[Working data]

--------

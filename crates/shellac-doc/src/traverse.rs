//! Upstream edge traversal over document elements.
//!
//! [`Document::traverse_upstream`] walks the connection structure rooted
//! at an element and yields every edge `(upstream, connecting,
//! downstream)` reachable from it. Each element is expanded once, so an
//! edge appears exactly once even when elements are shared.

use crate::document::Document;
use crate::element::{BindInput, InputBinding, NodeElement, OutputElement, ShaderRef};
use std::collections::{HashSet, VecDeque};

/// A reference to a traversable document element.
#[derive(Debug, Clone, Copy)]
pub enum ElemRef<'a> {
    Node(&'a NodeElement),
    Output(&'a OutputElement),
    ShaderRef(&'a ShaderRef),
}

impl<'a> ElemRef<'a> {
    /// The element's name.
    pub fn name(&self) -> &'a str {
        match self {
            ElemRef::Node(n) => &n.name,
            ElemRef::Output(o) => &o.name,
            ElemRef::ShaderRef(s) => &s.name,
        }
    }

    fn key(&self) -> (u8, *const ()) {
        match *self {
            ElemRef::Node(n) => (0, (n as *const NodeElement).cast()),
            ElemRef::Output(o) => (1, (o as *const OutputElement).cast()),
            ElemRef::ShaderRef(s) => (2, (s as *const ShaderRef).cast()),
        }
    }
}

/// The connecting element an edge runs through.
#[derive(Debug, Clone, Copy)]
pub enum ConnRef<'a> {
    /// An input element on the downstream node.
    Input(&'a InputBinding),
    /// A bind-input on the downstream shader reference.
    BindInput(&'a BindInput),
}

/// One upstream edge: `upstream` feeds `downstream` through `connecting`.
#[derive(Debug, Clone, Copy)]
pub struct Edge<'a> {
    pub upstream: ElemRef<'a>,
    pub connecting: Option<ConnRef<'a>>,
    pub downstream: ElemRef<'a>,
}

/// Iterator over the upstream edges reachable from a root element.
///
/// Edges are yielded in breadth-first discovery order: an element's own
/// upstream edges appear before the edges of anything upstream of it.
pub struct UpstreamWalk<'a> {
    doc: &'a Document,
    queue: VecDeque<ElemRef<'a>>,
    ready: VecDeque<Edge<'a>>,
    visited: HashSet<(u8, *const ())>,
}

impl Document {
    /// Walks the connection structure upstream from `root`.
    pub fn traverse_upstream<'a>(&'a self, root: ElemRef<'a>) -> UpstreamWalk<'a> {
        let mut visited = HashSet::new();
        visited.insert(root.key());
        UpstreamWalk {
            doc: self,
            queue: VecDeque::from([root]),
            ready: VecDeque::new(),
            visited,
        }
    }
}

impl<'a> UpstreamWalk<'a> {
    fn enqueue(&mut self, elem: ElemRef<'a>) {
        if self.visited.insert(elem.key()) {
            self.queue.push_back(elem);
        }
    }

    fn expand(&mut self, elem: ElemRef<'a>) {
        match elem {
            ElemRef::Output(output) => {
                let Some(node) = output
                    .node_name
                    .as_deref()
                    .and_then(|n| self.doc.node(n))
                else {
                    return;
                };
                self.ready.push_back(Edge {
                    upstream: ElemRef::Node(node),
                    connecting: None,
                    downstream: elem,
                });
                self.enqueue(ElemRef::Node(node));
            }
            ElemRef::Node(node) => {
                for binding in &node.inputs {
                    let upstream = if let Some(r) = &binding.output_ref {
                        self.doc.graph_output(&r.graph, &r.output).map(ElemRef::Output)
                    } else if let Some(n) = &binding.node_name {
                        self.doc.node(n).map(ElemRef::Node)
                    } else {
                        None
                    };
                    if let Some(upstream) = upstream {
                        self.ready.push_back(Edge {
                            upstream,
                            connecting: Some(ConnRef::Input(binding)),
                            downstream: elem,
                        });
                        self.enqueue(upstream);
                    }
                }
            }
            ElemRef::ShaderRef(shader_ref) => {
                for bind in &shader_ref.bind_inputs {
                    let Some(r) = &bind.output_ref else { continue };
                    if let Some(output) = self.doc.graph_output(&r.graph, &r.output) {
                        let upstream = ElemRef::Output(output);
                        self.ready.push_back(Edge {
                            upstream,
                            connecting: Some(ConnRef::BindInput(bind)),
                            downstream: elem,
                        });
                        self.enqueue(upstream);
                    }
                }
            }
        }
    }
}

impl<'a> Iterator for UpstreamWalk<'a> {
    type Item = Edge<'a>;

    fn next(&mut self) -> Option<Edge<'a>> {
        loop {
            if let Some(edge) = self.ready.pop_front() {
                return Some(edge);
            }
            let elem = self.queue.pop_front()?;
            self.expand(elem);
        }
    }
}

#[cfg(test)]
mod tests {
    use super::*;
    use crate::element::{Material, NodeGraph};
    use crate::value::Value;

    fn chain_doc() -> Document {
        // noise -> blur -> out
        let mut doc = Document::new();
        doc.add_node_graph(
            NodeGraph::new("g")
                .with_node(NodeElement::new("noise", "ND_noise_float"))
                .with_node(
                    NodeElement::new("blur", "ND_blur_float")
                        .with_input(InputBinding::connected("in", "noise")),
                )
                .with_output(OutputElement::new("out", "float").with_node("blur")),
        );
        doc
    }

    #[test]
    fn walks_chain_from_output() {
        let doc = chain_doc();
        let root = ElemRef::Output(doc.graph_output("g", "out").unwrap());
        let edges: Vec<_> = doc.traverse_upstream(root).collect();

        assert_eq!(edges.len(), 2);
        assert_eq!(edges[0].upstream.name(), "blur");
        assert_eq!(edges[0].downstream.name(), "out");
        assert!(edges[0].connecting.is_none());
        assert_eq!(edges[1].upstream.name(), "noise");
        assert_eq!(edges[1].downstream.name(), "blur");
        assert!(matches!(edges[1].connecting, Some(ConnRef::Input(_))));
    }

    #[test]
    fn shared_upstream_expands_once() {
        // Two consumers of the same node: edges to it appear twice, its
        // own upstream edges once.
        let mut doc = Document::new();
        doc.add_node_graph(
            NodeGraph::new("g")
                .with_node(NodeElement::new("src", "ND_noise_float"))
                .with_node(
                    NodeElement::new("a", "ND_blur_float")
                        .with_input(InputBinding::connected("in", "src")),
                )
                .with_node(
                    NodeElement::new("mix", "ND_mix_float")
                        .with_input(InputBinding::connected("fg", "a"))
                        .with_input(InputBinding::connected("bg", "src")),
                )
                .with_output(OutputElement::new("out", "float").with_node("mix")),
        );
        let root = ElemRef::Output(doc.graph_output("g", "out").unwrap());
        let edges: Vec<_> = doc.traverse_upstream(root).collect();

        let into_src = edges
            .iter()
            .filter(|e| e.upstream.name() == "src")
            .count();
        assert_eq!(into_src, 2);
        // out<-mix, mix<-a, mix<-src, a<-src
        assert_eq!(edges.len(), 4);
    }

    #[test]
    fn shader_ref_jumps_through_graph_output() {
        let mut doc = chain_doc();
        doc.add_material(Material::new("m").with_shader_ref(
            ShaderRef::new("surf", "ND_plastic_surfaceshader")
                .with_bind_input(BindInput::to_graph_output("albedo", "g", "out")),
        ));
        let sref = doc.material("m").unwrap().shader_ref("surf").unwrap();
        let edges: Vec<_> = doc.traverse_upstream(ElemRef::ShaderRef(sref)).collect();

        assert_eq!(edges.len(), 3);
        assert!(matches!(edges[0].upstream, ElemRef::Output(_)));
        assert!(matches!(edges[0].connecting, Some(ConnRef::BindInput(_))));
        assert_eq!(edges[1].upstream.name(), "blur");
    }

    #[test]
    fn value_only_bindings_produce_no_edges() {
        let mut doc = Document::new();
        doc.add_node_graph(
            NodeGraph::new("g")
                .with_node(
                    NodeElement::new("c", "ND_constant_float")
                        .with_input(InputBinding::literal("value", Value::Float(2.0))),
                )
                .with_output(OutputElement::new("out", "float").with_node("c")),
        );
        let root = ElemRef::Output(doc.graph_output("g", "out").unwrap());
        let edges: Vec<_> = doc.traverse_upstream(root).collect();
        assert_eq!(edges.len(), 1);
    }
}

--------

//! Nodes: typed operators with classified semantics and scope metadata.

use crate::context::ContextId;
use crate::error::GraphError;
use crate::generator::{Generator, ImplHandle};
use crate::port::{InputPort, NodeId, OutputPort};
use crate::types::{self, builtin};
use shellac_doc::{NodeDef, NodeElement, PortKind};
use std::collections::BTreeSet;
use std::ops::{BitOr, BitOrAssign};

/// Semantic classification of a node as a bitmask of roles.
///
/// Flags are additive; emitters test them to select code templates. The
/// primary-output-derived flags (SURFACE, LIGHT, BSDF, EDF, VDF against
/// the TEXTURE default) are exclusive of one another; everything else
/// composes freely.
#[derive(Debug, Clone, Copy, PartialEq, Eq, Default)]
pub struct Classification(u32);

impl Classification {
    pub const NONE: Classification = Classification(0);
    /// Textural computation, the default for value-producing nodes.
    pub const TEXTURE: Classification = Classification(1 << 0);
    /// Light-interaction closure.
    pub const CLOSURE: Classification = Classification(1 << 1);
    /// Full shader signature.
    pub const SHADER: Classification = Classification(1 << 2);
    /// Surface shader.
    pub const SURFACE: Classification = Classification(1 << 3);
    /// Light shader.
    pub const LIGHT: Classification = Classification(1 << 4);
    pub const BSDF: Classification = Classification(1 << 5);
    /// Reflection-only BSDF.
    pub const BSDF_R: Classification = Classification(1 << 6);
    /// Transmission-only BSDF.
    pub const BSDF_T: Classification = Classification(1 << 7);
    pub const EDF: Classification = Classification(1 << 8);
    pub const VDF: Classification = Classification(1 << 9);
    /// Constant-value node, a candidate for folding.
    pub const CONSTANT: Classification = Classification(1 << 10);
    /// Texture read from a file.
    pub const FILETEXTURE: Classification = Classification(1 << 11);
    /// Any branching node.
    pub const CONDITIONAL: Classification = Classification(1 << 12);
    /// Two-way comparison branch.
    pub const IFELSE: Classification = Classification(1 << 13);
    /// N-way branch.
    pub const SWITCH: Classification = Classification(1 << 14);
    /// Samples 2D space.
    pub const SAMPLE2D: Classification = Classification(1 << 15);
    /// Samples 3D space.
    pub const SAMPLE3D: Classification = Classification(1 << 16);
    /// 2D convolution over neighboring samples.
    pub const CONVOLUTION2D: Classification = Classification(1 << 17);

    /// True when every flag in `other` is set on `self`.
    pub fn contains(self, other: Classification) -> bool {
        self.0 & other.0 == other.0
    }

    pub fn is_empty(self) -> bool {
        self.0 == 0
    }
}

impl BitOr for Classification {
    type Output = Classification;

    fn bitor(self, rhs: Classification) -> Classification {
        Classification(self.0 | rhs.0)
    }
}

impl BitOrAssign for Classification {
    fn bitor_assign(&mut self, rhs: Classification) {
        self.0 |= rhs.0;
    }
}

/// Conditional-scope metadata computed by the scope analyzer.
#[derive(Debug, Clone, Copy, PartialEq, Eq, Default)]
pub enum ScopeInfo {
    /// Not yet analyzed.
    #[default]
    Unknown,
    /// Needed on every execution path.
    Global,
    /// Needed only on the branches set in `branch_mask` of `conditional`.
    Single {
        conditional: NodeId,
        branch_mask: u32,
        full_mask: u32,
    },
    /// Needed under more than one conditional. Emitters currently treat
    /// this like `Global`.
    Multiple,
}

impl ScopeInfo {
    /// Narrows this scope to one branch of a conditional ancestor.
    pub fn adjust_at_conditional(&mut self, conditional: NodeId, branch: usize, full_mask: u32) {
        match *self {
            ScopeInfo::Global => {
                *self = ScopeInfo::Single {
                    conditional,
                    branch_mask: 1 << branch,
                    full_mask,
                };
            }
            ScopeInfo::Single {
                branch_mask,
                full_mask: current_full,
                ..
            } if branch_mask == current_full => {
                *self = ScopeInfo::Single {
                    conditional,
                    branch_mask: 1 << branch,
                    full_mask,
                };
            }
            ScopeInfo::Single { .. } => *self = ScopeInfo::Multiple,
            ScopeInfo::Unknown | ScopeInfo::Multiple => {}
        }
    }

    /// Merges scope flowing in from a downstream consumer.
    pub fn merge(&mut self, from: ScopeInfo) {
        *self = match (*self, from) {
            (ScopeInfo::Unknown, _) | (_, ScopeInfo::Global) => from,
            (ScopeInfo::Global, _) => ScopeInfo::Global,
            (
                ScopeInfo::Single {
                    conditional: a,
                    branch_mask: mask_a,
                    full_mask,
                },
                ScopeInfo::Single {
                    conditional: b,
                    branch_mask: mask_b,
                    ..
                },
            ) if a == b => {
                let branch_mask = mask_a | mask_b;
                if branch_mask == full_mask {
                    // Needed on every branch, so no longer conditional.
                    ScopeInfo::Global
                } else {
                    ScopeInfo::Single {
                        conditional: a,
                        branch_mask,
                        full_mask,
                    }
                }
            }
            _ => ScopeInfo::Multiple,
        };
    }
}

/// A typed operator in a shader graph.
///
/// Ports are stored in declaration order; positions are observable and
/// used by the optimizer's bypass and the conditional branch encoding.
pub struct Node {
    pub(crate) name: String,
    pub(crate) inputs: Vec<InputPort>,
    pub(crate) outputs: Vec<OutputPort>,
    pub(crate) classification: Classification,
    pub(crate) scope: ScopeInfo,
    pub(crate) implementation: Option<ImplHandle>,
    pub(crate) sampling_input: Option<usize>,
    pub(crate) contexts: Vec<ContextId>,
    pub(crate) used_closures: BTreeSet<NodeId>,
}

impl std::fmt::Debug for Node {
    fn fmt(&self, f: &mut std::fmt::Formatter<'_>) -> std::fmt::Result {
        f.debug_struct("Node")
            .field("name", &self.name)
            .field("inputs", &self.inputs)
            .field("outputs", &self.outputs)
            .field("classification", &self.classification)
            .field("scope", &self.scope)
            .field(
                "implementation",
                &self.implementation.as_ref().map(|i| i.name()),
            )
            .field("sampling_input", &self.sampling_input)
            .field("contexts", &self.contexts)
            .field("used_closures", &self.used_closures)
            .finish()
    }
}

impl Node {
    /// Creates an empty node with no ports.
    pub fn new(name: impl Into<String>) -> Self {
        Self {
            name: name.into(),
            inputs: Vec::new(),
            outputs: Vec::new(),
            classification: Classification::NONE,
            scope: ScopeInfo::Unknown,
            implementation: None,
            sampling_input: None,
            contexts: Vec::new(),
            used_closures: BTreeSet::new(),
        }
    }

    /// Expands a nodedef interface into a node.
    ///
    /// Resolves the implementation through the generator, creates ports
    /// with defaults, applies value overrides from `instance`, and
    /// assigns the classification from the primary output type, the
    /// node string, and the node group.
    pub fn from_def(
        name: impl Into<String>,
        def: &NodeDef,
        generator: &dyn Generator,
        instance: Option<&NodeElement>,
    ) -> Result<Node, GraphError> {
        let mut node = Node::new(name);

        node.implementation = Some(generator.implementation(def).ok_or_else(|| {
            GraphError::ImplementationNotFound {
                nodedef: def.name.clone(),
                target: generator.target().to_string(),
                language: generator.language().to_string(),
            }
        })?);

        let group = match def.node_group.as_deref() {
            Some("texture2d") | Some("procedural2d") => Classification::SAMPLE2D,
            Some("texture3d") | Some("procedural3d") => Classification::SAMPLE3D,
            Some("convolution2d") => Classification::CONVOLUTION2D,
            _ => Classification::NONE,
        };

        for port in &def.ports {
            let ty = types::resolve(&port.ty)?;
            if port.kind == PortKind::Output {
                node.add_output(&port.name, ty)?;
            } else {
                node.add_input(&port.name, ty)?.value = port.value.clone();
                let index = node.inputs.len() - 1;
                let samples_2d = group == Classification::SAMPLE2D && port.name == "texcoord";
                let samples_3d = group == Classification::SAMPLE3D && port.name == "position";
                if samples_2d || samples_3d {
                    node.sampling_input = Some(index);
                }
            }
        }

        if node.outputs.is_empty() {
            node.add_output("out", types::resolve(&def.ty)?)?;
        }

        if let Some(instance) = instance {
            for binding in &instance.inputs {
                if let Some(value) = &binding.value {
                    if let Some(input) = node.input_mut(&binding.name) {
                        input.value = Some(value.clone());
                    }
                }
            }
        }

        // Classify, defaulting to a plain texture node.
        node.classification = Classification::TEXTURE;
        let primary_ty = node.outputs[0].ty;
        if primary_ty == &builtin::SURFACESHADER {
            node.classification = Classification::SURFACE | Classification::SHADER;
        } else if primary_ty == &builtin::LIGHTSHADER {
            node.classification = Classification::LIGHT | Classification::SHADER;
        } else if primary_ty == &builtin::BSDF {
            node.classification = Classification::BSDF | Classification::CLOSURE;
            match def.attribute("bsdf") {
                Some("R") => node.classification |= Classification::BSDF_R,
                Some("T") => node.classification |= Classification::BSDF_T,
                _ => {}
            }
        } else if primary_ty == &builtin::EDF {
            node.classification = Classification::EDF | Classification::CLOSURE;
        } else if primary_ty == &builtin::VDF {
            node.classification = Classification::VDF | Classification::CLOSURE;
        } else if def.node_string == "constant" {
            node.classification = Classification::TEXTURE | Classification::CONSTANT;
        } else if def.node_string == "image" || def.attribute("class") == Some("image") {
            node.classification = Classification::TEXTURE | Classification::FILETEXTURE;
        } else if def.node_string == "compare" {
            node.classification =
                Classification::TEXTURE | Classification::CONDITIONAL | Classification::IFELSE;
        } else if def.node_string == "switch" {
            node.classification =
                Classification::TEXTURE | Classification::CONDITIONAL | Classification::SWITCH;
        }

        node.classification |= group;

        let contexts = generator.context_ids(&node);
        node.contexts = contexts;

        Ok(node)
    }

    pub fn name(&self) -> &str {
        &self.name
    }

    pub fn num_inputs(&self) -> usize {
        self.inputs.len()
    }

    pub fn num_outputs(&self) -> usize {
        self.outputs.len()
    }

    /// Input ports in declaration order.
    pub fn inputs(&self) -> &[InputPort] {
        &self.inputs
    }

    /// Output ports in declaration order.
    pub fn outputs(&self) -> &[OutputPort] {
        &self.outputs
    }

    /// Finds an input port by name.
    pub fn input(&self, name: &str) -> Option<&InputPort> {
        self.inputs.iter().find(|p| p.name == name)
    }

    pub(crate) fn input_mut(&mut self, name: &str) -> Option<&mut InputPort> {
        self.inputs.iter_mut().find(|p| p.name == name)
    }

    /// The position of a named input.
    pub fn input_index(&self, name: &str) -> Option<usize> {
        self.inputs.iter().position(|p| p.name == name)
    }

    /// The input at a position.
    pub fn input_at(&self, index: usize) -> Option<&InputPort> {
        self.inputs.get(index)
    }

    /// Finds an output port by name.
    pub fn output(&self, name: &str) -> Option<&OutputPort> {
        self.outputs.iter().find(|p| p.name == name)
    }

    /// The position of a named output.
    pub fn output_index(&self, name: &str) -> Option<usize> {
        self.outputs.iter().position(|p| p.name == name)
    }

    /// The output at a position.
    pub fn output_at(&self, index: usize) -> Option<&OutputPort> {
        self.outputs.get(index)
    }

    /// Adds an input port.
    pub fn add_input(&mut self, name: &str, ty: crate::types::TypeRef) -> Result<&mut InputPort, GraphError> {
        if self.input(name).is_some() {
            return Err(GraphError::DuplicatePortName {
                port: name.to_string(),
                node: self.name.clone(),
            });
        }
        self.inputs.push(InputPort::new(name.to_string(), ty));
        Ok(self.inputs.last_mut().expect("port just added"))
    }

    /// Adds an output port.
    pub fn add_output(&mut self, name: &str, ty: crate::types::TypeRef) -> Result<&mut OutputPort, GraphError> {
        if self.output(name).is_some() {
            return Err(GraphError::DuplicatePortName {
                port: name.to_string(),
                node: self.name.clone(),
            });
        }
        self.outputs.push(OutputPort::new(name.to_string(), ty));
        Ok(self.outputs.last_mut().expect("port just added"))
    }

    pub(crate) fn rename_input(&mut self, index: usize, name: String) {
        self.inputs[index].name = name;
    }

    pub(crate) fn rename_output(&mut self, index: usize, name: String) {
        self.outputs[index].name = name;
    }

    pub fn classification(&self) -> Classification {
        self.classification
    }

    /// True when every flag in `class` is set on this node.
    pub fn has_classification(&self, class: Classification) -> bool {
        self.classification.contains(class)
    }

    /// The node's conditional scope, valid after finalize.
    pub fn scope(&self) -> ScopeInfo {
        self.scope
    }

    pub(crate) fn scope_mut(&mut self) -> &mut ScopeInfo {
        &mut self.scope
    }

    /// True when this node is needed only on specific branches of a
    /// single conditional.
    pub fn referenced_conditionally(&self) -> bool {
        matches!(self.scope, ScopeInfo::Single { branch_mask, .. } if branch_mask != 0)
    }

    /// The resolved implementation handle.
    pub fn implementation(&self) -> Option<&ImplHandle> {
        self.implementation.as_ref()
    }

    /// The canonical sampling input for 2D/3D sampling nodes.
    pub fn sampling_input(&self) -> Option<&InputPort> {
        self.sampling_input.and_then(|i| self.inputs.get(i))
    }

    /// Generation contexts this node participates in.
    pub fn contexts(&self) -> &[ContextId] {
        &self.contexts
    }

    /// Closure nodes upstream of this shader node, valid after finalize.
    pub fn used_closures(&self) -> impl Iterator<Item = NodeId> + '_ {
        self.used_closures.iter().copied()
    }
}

--------

[Task brief] Copy every line of the records above that contains "FILETEXTURE".

[Result for this exercise]
    pub const FILETEXTURE: Classification = Classification(1 << 11);
            node.classification = Classification::TEXTURE | Classification::FILETEXTURE;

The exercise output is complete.